> WORK TO BE COMPLETED
Go over the entries and report the lines where the word "another" occurs.

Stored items
:::::

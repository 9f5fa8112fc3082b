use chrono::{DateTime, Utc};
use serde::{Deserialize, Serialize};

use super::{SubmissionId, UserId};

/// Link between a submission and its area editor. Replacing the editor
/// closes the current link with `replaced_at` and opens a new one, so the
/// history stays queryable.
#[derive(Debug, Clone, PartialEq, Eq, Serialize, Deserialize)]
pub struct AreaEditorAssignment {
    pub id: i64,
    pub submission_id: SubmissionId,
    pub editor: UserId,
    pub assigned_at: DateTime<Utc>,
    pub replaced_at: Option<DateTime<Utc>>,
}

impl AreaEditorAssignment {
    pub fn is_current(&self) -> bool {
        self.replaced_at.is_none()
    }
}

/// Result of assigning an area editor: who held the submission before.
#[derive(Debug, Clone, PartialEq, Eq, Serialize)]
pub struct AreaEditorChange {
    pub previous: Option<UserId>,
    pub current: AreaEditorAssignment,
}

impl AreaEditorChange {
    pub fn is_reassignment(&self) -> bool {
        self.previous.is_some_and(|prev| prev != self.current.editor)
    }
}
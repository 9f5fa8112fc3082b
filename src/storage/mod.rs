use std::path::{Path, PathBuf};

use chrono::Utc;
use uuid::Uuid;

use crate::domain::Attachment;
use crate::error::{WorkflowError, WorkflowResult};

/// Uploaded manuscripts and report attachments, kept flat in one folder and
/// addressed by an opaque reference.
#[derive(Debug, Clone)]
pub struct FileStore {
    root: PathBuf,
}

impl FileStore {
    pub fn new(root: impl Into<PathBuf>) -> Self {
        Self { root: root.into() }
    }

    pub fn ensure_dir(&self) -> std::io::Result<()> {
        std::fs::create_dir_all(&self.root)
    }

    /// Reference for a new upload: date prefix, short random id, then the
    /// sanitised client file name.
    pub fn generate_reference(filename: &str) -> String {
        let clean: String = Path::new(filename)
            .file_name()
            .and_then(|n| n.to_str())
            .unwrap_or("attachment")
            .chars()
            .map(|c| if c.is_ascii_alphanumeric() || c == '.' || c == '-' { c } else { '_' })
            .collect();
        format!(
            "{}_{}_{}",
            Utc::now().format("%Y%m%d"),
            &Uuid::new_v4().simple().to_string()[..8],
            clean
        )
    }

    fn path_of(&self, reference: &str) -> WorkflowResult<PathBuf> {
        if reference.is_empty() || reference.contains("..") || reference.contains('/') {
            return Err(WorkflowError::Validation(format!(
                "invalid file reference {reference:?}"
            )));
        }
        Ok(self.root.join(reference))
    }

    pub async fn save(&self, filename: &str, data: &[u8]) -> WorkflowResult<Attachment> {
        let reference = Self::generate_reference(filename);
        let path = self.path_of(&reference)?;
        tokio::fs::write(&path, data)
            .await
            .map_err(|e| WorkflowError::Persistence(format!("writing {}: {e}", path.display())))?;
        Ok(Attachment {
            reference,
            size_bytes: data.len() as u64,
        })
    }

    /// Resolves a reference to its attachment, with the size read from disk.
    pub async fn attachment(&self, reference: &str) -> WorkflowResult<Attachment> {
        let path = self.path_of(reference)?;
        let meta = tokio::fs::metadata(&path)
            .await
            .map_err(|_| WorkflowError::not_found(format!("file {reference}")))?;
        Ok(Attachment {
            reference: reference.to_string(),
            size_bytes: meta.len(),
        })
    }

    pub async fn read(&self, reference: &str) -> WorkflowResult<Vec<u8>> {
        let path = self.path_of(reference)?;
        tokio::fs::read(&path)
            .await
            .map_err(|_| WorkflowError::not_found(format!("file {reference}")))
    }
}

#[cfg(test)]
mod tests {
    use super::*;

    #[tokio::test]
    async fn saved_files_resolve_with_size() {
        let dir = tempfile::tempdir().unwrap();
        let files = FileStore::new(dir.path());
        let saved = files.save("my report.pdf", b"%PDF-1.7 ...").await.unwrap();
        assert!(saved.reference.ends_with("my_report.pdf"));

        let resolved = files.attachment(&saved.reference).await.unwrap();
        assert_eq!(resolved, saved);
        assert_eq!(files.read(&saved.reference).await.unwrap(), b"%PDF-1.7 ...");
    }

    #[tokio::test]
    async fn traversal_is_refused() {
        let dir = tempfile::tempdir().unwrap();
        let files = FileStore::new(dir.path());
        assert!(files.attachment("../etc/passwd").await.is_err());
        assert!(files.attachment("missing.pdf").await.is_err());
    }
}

:::::

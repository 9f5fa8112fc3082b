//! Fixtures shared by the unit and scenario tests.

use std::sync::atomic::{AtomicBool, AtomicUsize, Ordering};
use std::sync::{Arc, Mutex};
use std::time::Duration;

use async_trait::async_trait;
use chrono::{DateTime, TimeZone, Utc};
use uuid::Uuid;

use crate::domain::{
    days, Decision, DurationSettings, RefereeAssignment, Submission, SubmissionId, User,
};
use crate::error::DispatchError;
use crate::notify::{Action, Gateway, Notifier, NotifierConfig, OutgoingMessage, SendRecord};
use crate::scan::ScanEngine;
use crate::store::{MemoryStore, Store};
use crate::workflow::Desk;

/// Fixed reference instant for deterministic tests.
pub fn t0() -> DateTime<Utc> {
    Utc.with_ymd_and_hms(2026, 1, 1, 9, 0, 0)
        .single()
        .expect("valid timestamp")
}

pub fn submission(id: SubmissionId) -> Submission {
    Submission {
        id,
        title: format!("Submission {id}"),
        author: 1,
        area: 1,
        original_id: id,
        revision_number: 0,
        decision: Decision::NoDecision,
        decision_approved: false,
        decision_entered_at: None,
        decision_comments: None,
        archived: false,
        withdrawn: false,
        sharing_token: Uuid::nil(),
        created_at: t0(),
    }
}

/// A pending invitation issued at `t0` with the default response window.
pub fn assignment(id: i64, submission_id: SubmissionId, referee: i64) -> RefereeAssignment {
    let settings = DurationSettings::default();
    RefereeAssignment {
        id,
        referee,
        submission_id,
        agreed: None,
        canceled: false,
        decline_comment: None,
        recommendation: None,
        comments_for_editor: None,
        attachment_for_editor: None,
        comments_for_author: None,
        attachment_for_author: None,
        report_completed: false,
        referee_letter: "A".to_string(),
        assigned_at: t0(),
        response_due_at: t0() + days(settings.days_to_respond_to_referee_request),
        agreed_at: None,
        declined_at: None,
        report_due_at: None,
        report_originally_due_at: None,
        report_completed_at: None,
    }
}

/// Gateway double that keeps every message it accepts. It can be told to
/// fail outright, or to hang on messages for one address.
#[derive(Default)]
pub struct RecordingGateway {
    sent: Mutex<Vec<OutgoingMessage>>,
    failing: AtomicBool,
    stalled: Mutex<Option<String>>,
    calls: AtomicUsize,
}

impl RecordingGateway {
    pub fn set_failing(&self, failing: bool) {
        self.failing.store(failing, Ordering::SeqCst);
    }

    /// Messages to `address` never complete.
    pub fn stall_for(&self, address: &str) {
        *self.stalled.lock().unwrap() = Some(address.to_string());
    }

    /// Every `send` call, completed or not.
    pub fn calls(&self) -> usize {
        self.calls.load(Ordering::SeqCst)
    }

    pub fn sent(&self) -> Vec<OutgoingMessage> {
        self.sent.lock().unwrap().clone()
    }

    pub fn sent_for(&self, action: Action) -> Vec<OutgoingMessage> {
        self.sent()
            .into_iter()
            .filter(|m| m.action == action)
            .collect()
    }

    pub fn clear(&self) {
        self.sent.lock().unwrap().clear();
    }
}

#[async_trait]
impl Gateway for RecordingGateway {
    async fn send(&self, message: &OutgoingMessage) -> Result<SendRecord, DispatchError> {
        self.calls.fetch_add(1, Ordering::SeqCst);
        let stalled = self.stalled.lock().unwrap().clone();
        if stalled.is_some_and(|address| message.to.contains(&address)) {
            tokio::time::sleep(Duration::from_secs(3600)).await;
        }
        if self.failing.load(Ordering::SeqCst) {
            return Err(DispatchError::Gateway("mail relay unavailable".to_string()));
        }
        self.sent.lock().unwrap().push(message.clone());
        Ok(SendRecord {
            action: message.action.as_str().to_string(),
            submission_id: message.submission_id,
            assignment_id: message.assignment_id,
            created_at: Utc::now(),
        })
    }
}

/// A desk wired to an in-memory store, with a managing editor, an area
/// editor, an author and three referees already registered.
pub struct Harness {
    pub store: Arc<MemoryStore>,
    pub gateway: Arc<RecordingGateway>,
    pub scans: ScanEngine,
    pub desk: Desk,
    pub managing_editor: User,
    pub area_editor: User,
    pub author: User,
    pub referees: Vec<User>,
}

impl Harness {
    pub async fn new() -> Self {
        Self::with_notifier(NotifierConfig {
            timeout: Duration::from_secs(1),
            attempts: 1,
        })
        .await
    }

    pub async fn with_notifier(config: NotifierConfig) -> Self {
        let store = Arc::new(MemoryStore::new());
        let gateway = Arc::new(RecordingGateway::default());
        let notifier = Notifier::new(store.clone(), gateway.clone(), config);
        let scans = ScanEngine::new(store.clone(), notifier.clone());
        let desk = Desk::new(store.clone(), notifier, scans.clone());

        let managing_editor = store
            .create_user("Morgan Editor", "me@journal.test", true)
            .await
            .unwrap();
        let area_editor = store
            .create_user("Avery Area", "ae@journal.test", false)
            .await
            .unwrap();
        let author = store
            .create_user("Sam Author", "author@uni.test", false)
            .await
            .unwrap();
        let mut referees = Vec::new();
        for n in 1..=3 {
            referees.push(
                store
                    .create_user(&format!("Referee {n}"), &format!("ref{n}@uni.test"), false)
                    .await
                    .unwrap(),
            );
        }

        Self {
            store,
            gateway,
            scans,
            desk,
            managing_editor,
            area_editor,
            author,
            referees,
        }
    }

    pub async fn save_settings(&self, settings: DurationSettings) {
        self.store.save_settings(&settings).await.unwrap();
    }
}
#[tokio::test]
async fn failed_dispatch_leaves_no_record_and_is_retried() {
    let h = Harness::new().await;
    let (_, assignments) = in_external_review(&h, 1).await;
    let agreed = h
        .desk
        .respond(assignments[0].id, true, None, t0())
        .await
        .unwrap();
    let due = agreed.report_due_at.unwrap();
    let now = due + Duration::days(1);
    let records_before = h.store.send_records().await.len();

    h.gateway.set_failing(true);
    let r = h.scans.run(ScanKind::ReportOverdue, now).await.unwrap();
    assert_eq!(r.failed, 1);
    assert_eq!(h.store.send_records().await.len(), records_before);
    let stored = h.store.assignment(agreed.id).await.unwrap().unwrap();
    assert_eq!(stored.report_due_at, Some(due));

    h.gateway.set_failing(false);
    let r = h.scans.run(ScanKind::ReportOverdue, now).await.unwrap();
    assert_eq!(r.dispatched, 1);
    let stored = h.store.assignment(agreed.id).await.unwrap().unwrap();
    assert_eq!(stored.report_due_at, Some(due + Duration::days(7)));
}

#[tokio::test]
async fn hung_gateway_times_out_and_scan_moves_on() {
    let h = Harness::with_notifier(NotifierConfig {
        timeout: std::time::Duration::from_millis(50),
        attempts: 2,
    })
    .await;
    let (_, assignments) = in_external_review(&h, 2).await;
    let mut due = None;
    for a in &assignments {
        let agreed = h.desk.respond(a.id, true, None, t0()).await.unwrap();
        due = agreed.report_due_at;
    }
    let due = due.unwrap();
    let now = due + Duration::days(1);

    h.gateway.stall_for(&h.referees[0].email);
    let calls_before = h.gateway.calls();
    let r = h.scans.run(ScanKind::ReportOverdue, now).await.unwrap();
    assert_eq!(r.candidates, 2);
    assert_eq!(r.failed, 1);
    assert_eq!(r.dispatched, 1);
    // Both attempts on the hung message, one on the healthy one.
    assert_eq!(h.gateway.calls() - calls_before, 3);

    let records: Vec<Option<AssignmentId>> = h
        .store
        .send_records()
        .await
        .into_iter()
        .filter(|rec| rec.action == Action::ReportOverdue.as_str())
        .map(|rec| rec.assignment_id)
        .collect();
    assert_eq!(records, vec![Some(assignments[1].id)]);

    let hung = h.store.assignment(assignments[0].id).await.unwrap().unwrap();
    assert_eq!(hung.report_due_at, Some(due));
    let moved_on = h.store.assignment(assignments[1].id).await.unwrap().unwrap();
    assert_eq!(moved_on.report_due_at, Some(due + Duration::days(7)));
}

:::::

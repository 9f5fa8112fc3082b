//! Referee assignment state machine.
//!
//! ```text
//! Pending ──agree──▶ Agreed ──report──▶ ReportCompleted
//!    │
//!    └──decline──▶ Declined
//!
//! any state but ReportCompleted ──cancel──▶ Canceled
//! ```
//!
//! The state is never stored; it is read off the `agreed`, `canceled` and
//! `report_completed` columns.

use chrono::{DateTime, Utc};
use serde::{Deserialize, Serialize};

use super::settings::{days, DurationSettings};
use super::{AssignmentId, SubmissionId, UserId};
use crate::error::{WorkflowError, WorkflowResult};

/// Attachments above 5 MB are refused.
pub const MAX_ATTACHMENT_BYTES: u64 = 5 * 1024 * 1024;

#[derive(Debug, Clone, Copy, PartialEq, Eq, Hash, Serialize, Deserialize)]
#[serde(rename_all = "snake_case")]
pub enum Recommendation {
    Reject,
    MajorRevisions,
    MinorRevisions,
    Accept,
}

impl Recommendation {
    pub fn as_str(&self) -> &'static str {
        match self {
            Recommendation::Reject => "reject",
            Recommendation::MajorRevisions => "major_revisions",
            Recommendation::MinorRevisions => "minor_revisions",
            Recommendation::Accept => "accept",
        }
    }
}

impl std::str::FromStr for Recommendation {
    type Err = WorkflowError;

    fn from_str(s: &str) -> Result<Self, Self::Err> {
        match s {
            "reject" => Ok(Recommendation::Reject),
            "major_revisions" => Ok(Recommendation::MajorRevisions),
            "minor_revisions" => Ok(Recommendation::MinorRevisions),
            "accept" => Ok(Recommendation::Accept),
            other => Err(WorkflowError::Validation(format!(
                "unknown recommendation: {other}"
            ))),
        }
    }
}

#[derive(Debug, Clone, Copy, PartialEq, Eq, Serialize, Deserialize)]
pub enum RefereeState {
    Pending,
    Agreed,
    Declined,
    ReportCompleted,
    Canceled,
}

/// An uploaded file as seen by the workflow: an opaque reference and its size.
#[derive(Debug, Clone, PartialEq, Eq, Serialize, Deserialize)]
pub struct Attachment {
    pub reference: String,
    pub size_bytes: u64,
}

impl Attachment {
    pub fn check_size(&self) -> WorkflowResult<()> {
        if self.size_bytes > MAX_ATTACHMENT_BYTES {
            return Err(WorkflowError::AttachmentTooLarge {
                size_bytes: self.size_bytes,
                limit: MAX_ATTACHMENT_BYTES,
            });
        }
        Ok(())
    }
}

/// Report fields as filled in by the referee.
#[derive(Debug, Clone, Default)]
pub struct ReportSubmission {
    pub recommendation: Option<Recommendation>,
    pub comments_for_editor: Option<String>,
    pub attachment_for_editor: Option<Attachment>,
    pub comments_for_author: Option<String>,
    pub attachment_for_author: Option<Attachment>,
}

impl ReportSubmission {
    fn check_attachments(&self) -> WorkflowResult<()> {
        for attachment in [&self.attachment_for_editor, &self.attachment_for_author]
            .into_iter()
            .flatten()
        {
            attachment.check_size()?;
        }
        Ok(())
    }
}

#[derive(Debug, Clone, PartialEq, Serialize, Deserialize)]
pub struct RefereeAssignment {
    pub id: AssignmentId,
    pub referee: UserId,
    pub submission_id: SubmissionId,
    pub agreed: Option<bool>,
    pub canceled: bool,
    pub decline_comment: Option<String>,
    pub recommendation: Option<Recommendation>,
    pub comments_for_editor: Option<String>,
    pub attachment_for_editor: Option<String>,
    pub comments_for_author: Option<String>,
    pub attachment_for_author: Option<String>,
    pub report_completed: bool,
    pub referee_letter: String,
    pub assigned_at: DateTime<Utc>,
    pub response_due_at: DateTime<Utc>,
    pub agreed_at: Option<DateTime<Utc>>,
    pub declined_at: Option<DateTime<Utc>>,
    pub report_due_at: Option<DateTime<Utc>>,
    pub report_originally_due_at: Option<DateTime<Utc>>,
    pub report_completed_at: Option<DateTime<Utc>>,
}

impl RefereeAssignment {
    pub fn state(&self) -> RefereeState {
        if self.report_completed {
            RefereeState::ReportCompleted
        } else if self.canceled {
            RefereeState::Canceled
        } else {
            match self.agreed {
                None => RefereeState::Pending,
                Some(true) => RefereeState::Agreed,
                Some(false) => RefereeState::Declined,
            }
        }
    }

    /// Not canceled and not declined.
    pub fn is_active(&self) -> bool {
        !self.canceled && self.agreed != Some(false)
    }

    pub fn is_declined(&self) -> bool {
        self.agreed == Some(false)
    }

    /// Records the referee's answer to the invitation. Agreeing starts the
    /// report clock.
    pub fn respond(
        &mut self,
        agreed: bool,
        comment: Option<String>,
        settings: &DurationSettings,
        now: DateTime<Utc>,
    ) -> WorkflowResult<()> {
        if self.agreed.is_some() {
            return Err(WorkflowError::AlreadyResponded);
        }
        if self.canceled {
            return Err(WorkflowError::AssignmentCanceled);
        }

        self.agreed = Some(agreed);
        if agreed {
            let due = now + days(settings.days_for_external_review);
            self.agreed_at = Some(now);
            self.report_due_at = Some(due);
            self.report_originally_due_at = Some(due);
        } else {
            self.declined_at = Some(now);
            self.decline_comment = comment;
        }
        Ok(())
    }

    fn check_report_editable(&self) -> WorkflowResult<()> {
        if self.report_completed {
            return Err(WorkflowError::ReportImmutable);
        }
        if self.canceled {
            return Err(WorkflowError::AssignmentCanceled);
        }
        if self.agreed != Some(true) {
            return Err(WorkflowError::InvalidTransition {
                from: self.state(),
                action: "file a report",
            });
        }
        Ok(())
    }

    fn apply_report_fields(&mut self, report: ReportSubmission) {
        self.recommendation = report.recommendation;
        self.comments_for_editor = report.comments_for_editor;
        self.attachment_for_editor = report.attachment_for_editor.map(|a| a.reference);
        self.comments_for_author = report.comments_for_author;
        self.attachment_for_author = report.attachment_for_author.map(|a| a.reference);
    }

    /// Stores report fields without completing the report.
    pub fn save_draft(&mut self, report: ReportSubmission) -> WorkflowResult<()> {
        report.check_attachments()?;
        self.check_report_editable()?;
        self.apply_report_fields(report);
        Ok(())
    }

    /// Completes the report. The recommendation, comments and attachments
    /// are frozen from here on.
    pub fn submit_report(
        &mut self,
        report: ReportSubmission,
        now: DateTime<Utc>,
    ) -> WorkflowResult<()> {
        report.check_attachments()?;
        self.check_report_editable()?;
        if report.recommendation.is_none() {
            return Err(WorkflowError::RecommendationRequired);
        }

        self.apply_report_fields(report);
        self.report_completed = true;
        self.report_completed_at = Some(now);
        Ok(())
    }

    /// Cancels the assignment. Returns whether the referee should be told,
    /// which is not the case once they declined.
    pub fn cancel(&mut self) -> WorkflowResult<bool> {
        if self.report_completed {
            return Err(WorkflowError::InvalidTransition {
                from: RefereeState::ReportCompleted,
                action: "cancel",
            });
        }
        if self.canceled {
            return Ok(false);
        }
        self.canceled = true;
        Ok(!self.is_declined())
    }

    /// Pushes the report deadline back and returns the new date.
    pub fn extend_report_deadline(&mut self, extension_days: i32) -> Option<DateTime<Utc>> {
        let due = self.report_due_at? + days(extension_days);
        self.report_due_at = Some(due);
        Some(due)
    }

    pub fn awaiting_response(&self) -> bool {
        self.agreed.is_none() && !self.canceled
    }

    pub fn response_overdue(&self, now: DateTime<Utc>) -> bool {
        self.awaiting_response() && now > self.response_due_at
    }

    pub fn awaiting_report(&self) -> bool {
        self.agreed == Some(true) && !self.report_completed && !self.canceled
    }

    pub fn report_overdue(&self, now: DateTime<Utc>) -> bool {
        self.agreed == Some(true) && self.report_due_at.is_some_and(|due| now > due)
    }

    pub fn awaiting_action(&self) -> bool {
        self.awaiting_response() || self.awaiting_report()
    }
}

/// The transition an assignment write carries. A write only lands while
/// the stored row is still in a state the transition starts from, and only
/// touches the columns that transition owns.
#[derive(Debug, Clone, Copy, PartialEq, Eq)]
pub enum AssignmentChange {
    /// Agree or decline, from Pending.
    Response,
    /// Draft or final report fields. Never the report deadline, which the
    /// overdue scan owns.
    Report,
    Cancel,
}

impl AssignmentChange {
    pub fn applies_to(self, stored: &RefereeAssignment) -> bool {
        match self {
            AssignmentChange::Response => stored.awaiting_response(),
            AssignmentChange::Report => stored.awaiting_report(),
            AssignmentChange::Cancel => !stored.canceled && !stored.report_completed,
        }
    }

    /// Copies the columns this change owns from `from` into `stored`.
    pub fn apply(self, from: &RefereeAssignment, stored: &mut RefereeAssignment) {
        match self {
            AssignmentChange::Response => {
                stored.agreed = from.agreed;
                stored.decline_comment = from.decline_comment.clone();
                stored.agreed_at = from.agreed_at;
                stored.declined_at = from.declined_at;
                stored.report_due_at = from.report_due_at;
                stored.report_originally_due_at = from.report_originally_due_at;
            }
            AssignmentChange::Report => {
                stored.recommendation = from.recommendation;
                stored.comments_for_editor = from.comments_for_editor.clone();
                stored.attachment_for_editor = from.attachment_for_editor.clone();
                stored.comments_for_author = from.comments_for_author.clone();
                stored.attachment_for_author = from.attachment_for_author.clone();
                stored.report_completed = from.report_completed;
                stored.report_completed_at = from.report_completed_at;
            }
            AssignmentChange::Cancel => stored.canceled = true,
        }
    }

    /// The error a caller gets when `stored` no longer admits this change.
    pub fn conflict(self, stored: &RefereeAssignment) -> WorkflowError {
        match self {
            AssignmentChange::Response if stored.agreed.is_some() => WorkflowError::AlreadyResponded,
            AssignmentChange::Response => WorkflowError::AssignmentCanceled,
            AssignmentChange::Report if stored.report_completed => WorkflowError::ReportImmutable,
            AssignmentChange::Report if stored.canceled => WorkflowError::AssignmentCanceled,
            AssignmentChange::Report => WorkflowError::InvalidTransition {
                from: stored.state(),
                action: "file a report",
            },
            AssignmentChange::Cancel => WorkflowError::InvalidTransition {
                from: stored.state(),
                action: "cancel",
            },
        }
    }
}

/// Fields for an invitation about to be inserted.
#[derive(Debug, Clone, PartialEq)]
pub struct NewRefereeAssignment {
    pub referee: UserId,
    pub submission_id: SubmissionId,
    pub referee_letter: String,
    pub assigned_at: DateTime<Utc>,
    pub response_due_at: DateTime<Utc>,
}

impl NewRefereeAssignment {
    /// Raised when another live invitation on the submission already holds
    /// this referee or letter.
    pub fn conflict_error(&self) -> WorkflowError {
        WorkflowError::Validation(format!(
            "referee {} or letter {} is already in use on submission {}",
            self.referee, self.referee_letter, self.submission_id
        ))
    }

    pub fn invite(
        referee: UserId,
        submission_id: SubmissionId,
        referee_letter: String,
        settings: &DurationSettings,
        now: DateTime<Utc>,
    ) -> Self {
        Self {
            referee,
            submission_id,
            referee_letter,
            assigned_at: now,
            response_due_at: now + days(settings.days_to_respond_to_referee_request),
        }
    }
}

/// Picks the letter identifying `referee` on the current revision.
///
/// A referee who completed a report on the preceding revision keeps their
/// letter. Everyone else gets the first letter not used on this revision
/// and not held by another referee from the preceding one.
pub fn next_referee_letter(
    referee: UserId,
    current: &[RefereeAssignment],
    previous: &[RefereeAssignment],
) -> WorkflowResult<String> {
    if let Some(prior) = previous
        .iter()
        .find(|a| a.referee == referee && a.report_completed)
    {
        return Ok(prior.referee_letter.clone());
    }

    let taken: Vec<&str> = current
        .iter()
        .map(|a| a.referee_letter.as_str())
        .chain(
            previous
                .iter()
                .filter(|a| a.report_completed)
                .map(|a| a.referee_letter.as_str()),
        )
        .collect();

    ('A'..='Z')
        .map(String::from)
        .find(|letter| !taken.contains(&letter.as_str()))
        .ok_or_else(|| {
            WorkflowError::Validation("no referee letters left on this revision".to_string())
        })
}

:::::

> RESULT OF THIS TASK
    /// Raised when another live invitation on the submission already holds
/// and not held by another referee from the preceding one.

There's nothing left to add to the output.